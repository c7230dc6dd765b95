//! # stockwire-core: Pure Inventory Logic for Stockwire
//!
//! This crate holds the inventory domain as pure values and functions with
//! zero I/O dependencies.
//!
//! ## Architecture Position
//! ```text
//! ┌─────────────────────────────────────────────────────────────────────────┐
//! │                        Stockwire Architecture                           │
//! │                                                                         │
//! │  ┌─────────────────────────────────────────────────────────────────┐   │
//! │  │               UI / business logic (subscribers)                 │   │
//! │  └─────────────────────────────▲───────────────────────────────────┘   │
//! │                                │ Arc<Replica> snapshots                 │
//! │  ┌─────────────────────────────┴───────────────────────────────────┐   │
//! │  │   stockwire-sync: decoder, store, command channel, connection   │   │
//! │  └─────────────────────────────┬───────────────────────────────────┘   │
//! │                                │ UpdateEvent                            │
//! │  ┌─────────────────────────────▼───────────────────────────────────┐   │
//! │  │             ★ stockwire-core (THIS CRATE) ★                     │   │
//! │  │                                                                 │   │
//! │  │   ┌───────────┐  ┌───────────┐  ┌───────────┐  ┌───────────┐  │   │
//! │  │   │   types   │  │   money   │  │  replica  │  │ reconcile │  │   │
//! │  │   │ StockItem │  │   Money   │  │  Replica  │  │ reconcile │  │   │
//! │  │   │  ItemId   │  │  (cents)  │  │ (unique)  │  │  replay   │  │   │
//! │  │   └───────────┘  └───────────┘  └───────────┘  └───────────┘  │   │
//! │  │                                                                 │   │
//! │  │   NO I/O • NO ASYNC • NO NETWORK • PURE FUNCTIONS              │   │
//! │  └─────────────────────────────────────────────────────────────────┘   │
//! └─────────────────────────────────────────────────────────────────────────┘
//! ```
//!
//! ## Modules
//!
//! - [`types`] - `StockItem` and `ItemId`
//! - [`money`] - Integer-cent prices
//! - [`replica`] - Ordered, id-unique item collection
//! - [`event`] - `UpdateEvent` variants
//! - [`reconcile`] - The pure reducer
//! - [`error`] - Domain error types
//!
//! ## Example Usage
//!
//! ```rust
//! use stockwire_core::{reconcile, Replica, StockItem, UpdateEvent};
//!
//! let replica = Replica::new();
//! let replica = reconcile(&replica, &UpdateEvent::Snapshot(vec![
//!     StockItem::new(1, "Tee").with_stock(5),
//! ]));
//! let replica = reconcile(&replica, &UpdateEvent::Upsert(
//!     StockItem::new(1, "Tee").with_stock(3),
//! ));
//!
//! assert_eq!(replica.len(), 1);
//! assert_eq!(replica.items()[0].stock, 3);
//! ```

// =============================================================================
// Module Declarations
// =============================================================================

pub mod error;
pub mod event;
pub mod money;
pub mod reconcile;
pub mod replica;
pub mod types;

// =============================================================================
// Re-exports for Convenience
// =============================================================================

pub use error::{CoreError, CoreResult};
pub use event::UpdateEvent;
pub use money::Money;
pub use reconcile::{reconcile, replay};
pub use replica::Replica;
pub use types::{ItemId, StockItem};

● **WORK TO BE COMPLETED**
Restate the data above exactly, keeping each word as it stands.

● **PROBLEM SOLUTION**
repository c7230dc6dd765b95
//! # stockwire-core: Pure Inventory Logic for Stockwire
//!
//! This crate holds the inventory domain as pure values and functions with
//! zero I/O dependencies.
//!
//! ## Architecture Position
//! ```text
//! ┌─────────────────────────────────────────────────────────────────────────┐
//! │                        Stockwire Architecture                           │
//! │                                                                         │
//! │  ┌─────────────────────────────────────────────────────────────────┐   │
//! │  │               UI / business logic (subscribers)                 │   │
//! │  └─────────────────────────────▲───────────────────────────────────┘   │
//! │                                │ Arc<Replica> snapshots                 │
//! │  ┌─────────────────────────────┴───────────────────────────────────┐   │
//! │  │   stockwire-sync: decoder, store, command channel, connection   │   │
//! │  └─────────────────────────────┬───────────────────────────────────┘   │
//! │                                │ UpdateEvent                            │
//! │  ┌─────────────────────────────▼───────────────────────────────────┐   │
//! │  │             ★ stockwire-core (THIS CRATE) ★                     │   │
//! │  │                                                                 │   │
//! │  │   ┌───────────┐  ┌───────────┐  ┌───────────┐  ┌───────────┐  │   │
//! │  │   │   types   │  │   money   │  │  replica  │  │ reconcile │  │   │
//! │  │   │ StockItem │  │   Money   │  │  Replica  │  │ reconcile │  │   │
//! │  │   │  ItemId   │  │  (cents)  │  │ (unique)  │  │  replay   │  │   │
//! │  │   └───────────┘  └───────────┘  └───────────┘  └───────────┘  │   │
//! │  │                                                                 │   │
//! │  │   NO I/O • NO ASYNC • NO NETWORK • PURE FUNCTIONS              │   │
//! │  └─────────────────────────────────────────────────────────────────┘   │
//! └─────────────────────────────────────────────────────────────────────────┘
//! ```
//!
//! ## Modules
//!
//! - [`types`] - `StockItem` and `ItemId`
//! - [`money`] - Integer-cent prices
//! - [`replica`] - Ordered, id-unique item collection
//! - [`event`] - `UpdateEvent` variants
//! - [`reconcile`] - The pure reducer
//! - [`error`] - Domain error types
//!
//! ## Example Usage
//!
//! ```rust
//! use stockwire_core::{reconcile, Replica, StockItem, UpdateEvent};
//!
//! let replica = Replica::new();
//! let replica = reconcile(&replica, &UpdateEvent::Snapshot(vec![
//!     StockItem::new(1, "Tee").with_stock(5),
//! ]));
//! let replica = reconcile(&replica, &UpdateEvent::Upsert(
//!     StockItem::new(1, "Tee").with_stock(3),
//! ));
//!
//! assert_eq!(replica.len(), 1);
//! assert_eq!(replica.items()[0].stock, 3);
//! ```

// =============================================================================
// Module Declarations
// =============================================================================

pub mod error;
pub mod event;
pub mod money;
pub mod reconcile;
pub mod replica;
pub mod types;

// =============================================================================
// Re-exports for Convenience
// =============================================================================

pub use error::{CoreError, CoreResult};
pub use event::UpdateEvent;
pub use money::Money;
pub use reconcile::{reconcile, replay};
pub use replica::Replica;
pub use types::{ItemId, StockItem};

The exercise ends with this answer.